Au cours du processus de transmission de père en fils, les armures avaient en règle générale fait l’objet de réparations. Même si elles n’avaient jamais été utilisées au combat, le cuir et la soie du laçage servant à l’assemblage de l’armure s’étaient détériorés avec le temps. Si bien qu’une tâche typique des armuriers consistait (et consiste encore) à enlever l’ancien laçage pour le remplacer par un nouveau.

Une quête obsessionnelle de l’authenticité

Petites écailles d’armure en cuir kozane. (© Tony McNicol)

Soanes a sa propre ascendance martiale. Sur un appui de fenêtre de son séjour est posée une photographie de son grand-père en uniforme de commandant des Coldstream Guards. Son ascendance militaire et son penchant pour l’art ont contribué, dit-il, à l’orienter vers la carrière qui est aujourd’hui la sienne.

La carrière en question se distingue par une quête de l’authenticité et une attention au détail quasi obsessionnelles. L’armure sur laquelle il a travaillé avec son professeur, par exemple, comportait plus de 3 000 petites écailles en cuir brut appelées kozane, dont chacune a dû recevoir dix couches successives de laque.

L’obligation d’avoir recours à des matériaux et des méthodes aussi proches que possibles de ceux qu’employaient les anciens artisans, quel qu’en soit le coût en termes d’argent comme de temps, constitue un véritable défi pour le restaurateur.

« Je me dis souvent que, s’il existe une manière difficile de faire les choses, les Japonais la trouveront et y auront recours », déclare Soanes.

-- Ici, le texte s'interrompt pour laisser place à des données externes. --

//! Extruded word-glyph mesh building
//!
//! Turns a word string into a 3D mesh: glyph outlines are pulled from the
//! loaded font, curves flattened to polylines, contours extruded in z with
//! side walls, and front/back caps triangulated by ear clipping. Vertical
//! mode stacks one glyph per line top-to-bottom instead of advancing
//! left-to-right.
//!
//! Opacity is not baked in here — meshes are drawn with a per-particle
//! tint, and a freshly spawned particle starts fully transparent.

use bytemuck::{Pod, Zeroable};
use kotodama_core::{KotodamaError, Result};
use ttf_parser::{Face, GlyphId, OutlineBuilder};

/// Glyph height in world units
pub const GLYPH_SIZE: f32 = 0.5;
/// Extrusion depth in world units
pub const GLYPH_DEPTH: f32 = 0.1;

/// Bezier flattening steps per curve segment
const CURVE_STEPS: u32 = 8;
/// Line spacing multiple of GLYPH_SIZE for vertical stacks
const LINE_SPACING: f32 = 1.15;
/// Pen advance for characters without an outline (spaces, missing glyphs)
const FALLBACK_ADVANCE: f32 = 0.6 * GLYPH_SIZE;

/// A glyph-mesh vertex: position and normal
#[repr(C)]
#[derive(Copy, Clone, Debug, Pod, Zeroable)]
pub struct Vertex {
    pub position: [f32; 3],
    pub normal: [f32; 3],
}

impl Vertex {
    const ATTRIBS: [wgpu::VertexAttribute; 2] = wgpu::vertex_attr_array![
        0 => Float32x3,
        1 => Float32x3,
    ];

    pub fn desc() -> wgpu::VertexBufferLayout<'static> {
        wgpu::VertexBufferLayout {
            array_stride: std::mem::size_of::<Vertex>() as wgpu::BufferAddress,
            step_mode: wgpu::VertexStepMode::Vertex,
            attributes: &Self::ATTRIBS,
        }
    }
}

/// CPU-side mesh for one word, centered on the origin
pub struct GlyphMesh {
    pub vertices: Vec<Vertex>,
    pub indices: Vec<u32>,
}

impl GlyphMesh {
    pub fn index_count(&self) -> u32 {
        self.indices.len() as u32
    }

    /// True for words with no drawable outlines (all whitespace)
    pub fn is_empty(&self) -> bool {
        self.indices.is_empty()
    }
}

/// The loaded font, delivered asynchronously by the app. Owns the raw TTF
/// bytes; faces are re-parsed per build, which is cheap (the parse is a
/// header walk, not a decode).
pub struct GlyphSource {
    data: Vec<u8>,
}

impl GlyphSource {
    pub fn from_bytes(data: Vec<u8>) -> Result<Self> {
        // Validate up front so later face() calls cannot surprise callers
        Face::parse(&data, 0).map_err(|e| KotodamaError::Asset(e.to_string()))?;
        Ok(Self { data })
    }

    fn face(&self) -> Result<Face<'_>> {
        Face::parse(&self.data, 0).map_err(|e| KotodamaError::Asset(e.to_string()))
    }
}

/// Builds word meshes from a glyph source. Stateless; callers gate on the
/// source being loaded before invoking.
pub struct GlyphMeshFactory;

impl GlyphMeshFactory {
    pub fn build(word: &str, vertical: bool, source: &GlyphSource) -> Result<GlyphMesh> {
        let face = source.face()?;
        let scale = GLYPH_SIZE / face.units_per_em() as f32;

        // Flatten each character's outline and record its advance
        let mut outlines: Vec<Vec<Vec<[f32; 2]>>> = Vec::new();
        let mut advances: Vec<f32> = Vec::new();
        for ch in word.chars() {
            let glyph = face.glyph_index(ch);
            let advance = glyph
                .and_then(|id| face.glyph_hor_advance(id))
                .map(|a| a as f32 * scale)
                .unwrap_or(FALLBACK_ADVANCE);
            let contours = match glyph {
                Some(id) => flatten_glyph(&face, id, scale),
                None => Vec::new(),
            };
            outlines.push(contours);
            advances.push(advance);
        }

        // Place glyphs, then extrude everything into one mesh
        let offsets = layout_offsets(&advances, vertical);
        let mut placed: Vec<Vec<[f32; 2]>> = Vec::new();
        for (contours, offset) in outlines.into_iter().zip(&offsets) {
            for mut contour in contours {
                for p in &mut contour {
                    p[0] += offset[0];
                    p[1] += offset[1];
                }
                placed.push(contour);
            }
        }

        let mut mesh = GlyphMesh {
            vertices: Vec::new(),
            indices: Vec::new(),
        };
        extrude_contours(&placed, GLYPH_DEPTH, &mut mesh);
        Ok(mesh)
    }
}

/// Per-glyph pen offsets, centered on the origin. Horizontal advances
/// left-to-right; vertical stacks one glyph per line, each centered on the
/// column axis.
fn layout_offsets(advances: &[f32], vertical: bool) -> Vec<[f32; 2]> {
    if vertical {
        let line_height = GLYPH_SIZE * LINE_SPACING;
        let half_span = (advances.len().saturating_sub(1)) as f32 * line_height / 2.0;
        advances
            .iter()
            .enumerate()
            .map(|(i, adv)| [-adv / 2.0, half_span - i as f32 * line_height])
            .collect()
    } else {
        let total: f32 = advances.iter().sum();
        let mut pen = -total / 2.0;
        advances
            .iter()
            .map(|adv| {
                let offset = [pen, 0.0];
                pen += adv;
                offset
            })
            .collect()
    }
}

/// Flatten one glyph's outline into closed contours
fn flatten_glyph(face: &Face<'_>, id: GlyphId, scale: f32) -> Vec<Vec<[f32; 2]>> {
    let mut sink = OutlineSink {
        contours: Vec::new(),
        current: Vec::new(),
        scale,
    };
    if face.outline_glyph(id, &mut sink).is_none() {
        return Vec::new();
    }
    sink.finish()
}

struct OutlineSink {
    contours: Vec<Vec<[f32; 2]>>,
    current: Vec<[f32; 2]>,
    scale: f32,
}

impl OutlineSink {
    fn flush(&mut self) {
        if self.current.len() >= 3 {
            self.contours.push(std::mem::take(&mut self.current));
        } else {
            self.current.clear();
        }
    }

    fn finish(mut self) -> Vec<Vec<[f32; 2]>> {
        self.flush();
        self.contours
    }

    fn last(&self) -> [f32; 2] {
        *self.current.last().unwrap_or(&[0.0, 0.0])
    }
}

Mais le sourire qui accompagne ses propos me laisse à penser qu’il n’est pas en train de se plaindre.

« On fait ça par passion », ajoute-t-il. « On fait ça pour la postérité. »

Soanes tenant entre ses mains un masque menpo. (© Tony McNicol)

(Photo de titre : Robert Soanes en train de travailler sur un hachimanza, une pièce métallique placée au sommet des kabuto. © Tony McNicol)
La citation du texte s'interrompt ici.